Dear all,

I turn to you as I have a puzzle that has frustrated me to the level of despair. I don't post any data as I suppose in order to reproduce the effect I will talk about needs the full dataset and it is large (23GB). So, I simply state my puzzle which I think it is clear enough already. This is:

I look at firms' connections between two countries. What I want to see is whether the probability of a firm been connected with another firm is significantly different within each country than across the two countries close to the border. I have a dataset with all the actual links and produce all possible pairs within 50km from border using the genear routine. Then I calculate for each firm the share of connections within country and across and conduct a t-test for mean differences. I do that both for each country as a whole and by group (North,Central,South). Regarding the size of each subgroup they are at least of 1,800 firms.
The p-values suggest highly significant differences across all specifications (all are 0.00). The image drawn is uniform; probability of been connected is much higher within each country than across.

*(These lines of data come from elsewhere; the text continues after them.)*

use tinygkit_communication::firmware::tinyg::*;
use tinygkit_core::FooterPolicy;

fn kinds(notifications: &[Notification]) -> Vec<ReportKind> {
    notifications.iter().map(Notification::kind).collect()
}

#[test]
fn test_idempotent_ingest() {
    let line = r#"{"sr":{"stat":5,"posx":1.0,"posy":2.0,"momo":1,"unit":1}}"#;
    let mut controller = TinyGController::new();

    let first = controller.ingest(line);
    assert_eq!(kinds(&first), vec![ReportKind::Raw, ReportKind::StatusReport]);
    let after_first = controller.snapshot().clone();

    let second = controller.ingest(line);
    assert_eq!(kinds(&second), vec![ReportKind::Raw]);
    assert_eq!(controller.snapshot(), &after_first);
}

#[test]
fn test_absent_fields_are_preserved() {
    let mut controller = TinyGController::new();
    controller.ingest(r#"{"sr":{"posx":1.0,"posy":2.0,"posz":3.0,"coor":2,"dist":0}}"#);
    controller.ingest(r#"{"sr":{"posy":"7.500"}}"#);

    let wpos = controller.work_position();
    assert_eq!((wpos.x, wpos.y, wpos.z), (1.0, 7.5, 3.0));
    assert_eq!(controller.modal_group().wcs, "G55");
    assert_eq!(controller.modal_group().distance, "G90");
}

#[test]
fn test_status_code_gating() {
    let mut controller = TinyGController::new();

    let rejected = controller.ingest(r#"{"r":{"mt":2},"f":[1,108,8]}"#);
    assert_eq!(kinds(&rejected), vec![ReportKind::Raw, ReportKind::Footer]);
    assert_eq!(controller.live_status().motor_timeout, 0.0);

    let accepted = controller.ingest(r#"{"r":{"mt":2},"f":[1,0,8]}"#);
    assert_eq!(
        kinds(&accepted),
        vec![ReportKind::Raw, ReportKind::MotorTimeout, ReportKind::Footer]
    );
    assert_eq!(controller.live_status().motor_timeout, 2.0);

    // No footer means the value is not trusted.
    controller.ingest(r#"{"mfo":1.5}"#);
    assert_eq!(controller.overrides().feed, 1.0);

    controller.ingest(r#"{"r":{"mfo":1.5},"f":[1,0,8]}"#);
    assert_eq!(controller.overrides().feed, 1.5);
    assert_eq!(controller.settings().mfo, 1.5);
}

#[test]
fn test_zero_motor_timeout_accepted() {
    let mut controller = TinyGController::new();
    controller.ingest(r#"{"r":{"mt":2},"f":[1,0,8]}"#);
    controller.ingest(r#"{"r":{"mt":0},"f":[1,0,8]}"#);
    assert_eq!(controller.live_status().motor_timeout, 0.0);
}

#[test]
fn test_coolant_additivity() {
    let mut controller = TinyGController::new();
    let coolant = |c: &TinyGController| c.modal_group().coolant.clone();

    controller.ingest(r#"{"sr":{"com":1}}"#);
    assert_eq!(coolant(&controller), vec!["M7"]);

    controller.ingest(r#"{"sr":{"cof":1}}"#);
    assert_eq!(coolant(&controller), vec!["M7", "M8"]);

    controller.ingest(r#"{"sr":{"com":0}}"#);
    assert_eq!(coolant(&controller), vec!["M8"]);

    controller.ingest(r#"{"sr":{"cof":0}}"#);
    assert_eq!(coolant(&controller), vec!["M9"]);
}

#[test]
fn test_spindle_derivation() {
    let mut controller = TinyGController::new();

    controller.ingest(r#"{"sr":{"spe":1,"spd":0}}"#);
    assert_eq!(controller.modal_group().spindle, "M3");

    controller.ingest(r#"{"sr":{"spd":1}}"#);
    assert_eq!(controller.modal_group().spindle, "M4");

    controller.ingest(r#"{"sr":{"spe":0}}"#);
    assert_eq!(controller.modal_group().spindle, "M5");

    controller.ingest(r#"{"sr":{"sps":12000}}"#);
    assert_eq!(controller.modal_group().spindle, "M5");
    assert_eq!(controller.status_report().spindle_speed, 12000.0);
}

#[test]
fn test_unknown_settings_filtered() {
    let mut controller = TinyGController::new();

    let out = controller.ingest(r#"{"r":{"sys":{"fv":0.97,"fb":440.2,"xvm":16000}},"f":[1,0,8]}"#);
    let Some(Notification::SystemSettings(accepted)) = out.get(1) else {
        panic!("expected system settings notification");
    };
    assert!(accepted.contains_key("fv"));
    assert!(!accepted.contains_key("xvm"));
    assert_eq!(controller.settings().fv, 0.97);

    let out = controller.ingest(r#"{"r":{"xvm":16000},"f":[1,0,8]}"#);
    assert_eq!(kinds(&out), vec![ReportKind::Raw, ReportKind::Footer]);
}

#[test]
fn test_malformed_lines_keep_state() {
    let mut controller = TinyGController::new();
    controller.ingest(r#"{"sr":{"stat":1,"posx":4.0}}"#);
    let before = controller.snapshot().clone();

    for line in [r#"{"sr":{"stat":"#, "tinyg [mm] ok>", "{}", "[1,2,3]"] {
        let out = controller.ingest(line);
        assert_eq!(kinds(&out), vec![ReportKind::Raw], "line: {line}");
    }
    assert_eq!(controller.snapshot(), &before);
    assert!(controller.is_idle());
}

#[test]
fn test_override_frame_with_error_status() {
    let mut controller = TinyGController::new();

    let out = controller.ingest(r#"{"r":{"mfo":1.5},"f":[1,108,8]}"#);
    assert_eq!(kinds(&out), vec![ReportKind::Raw, ReportKind::Footer]);
    assert_eq!(controller.settings().mfo, 1.0);
}

#[test]
fn test_nested_overrides_need_success_status() {
    let mut controller = TinyGController::new();

    controller.ingest(r#"{"r":{"sys":{"mfo":0.5}},"f":[1,40,8]}"#);
    assert_eq!(controller.settings().mfo, 1.0);

    controller.ingest(r#"{"r":{"r":{"sso":0.25}},"f":[1,40,8]}"#);
    assert_eq!(controller.settings().sso, 1.0);

    controller.ingest(r#"{"r":{"sys":{"mfo":0.5}},"f":[1,0,8]}"#);
    controller.ingest(r#"{"r":{"r":{"sso":0.25}},"f":[1,0,8]}"#);
    assert_eq!(controller.overrides().feed, 0.5);
    assert_eq!(controller.overrides().spindle, 0.25);
}

#[test]
fn test_footer_with_unreadable_status_still_ticks() {
    let mut controller = TinyGController::new();

    let out = controller.ingest(r#"{"r":{"mt":2},"f":[1,"x",8]}"#);
    assert_eq!(kinds(&out), vec![ReportKind::Raw, ReportKind::Footer]);
    assert_eq!(controller.live_status().motor_timeout, 0.0);
    assert_eq!(controller.footer().rx_buffer_info, 8);
    assert_eq!(controller.footer().status_code, 0);
}

#[test]
fn test_machine_state_transitions() {
    let mut controller = TinyGController::new();
    controller.ingest(r#"{"sr":{"stat":9}}"#);
    assert_eq!(controller.machine_state(), Some(MachineState::Homing));

    controller.ingest(r#"{"sr":{"stat":2}}"#);
    assert!(controller.is_alarm());

    controller.ingest(r#"{"sr":{"stat":1}}"#);
    assert!(!controller.is_alarm());
    assert!(controller.is_idle());
}

#[test]
fn test_footer_every_frame() {
    let mut controller = TinyGController::with_footer_policy(FooterPolicy::EveryFrame);
    let line = r#"{"r":{"fv":0.97},"f":[1,0,8]}"#;

    assert_eq!(
        kinds(&controller.ingest(line)),
        vec![ReportKind::Raw, ReportKind::ReceiveEcho, ReportKind::Footer]
    );
    assert_eq!(
        kinds(&controller.ingest(line)),
        vec![ReportKind::Raw, ReportKind::Footer]
    );
    assert!(controller.footer().is_success());
}
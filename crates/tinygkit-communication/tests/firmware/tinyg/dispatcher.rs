use tinygkit_communication::firmware::tinyg::*;
use tinygkit_core::EventDispatcher;

#[tokio::test]
async fn test_notifications_fan_out() {
    let dispatcher = EventDispatcher::new(16);
    let mut rx1 = dispatcher.subscribe();
    let mut rx2 = dispatcher.subscribe();

    let mut controller = TinyGController::new().with_dispatcher(dispatcher);
    let returned = controller.ingest(r#"{"r":{"qr":28},"f":[1,0,8]}"#);
    assert_eq!(returned.len(), 3);

    for rx in [&mut rx1, &mut rx2] {
        for expected in &returned {
            assert_eq!(&rx.recv().await.unwrap(), expected);
        }
    }
}

#[tokio::test]
async fn test_filtered_subscriber() {
    let dispatcher = EventDispatcher::new(16);
    let mut rx = dispatcher.subscribe();
    let filter = NotificationFilter::Kinds(vec![ReportKind::StatusReport]);

    let mut controller = TinyGController::new().with_dispatcher(dispatcher);
    controller.ingest(r#"{"qr":4}"#);
    controller.ingest(r#"{"sr":{"stat":5}}"#);

    let mut matched = Vec::new();
    while let Ok(notification) = rx.try_recv() {
        if filter.matches(&notification) {
            matched.push(notification);
        }
    }

    assert_eq!(matched.len(), 1);
    let Notification::StatusReport(sr) = &matched[0] else {
        panic!("expected status report");
    };
    assert_eq!(sr.machine_state, Some(MachineState::Run));
}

I further draw a scatter plot with all the actual links which shows that links across countries are clearly way less than the links within each country.

And finally, when go to estimate a simple regression: "connected = β 0 + crosspair + dist_btw_firms", where dist_btw_firms is the distance in kilometres between the two firms of each pair, I take a significant positive effect of a pair been across the two countries on the probability of been connected. In other words, regression suggests that two firms that are not in the same country are more likely to be connected than two firms that fall within each country.

I also compare the shares of "crosspairs" and "withinpairs" that are actually links and the share of "within pairs" is higher about ten times.


So, I am really frustrated. Can anyone come with an idea how this can be the case?

Thanks in advance.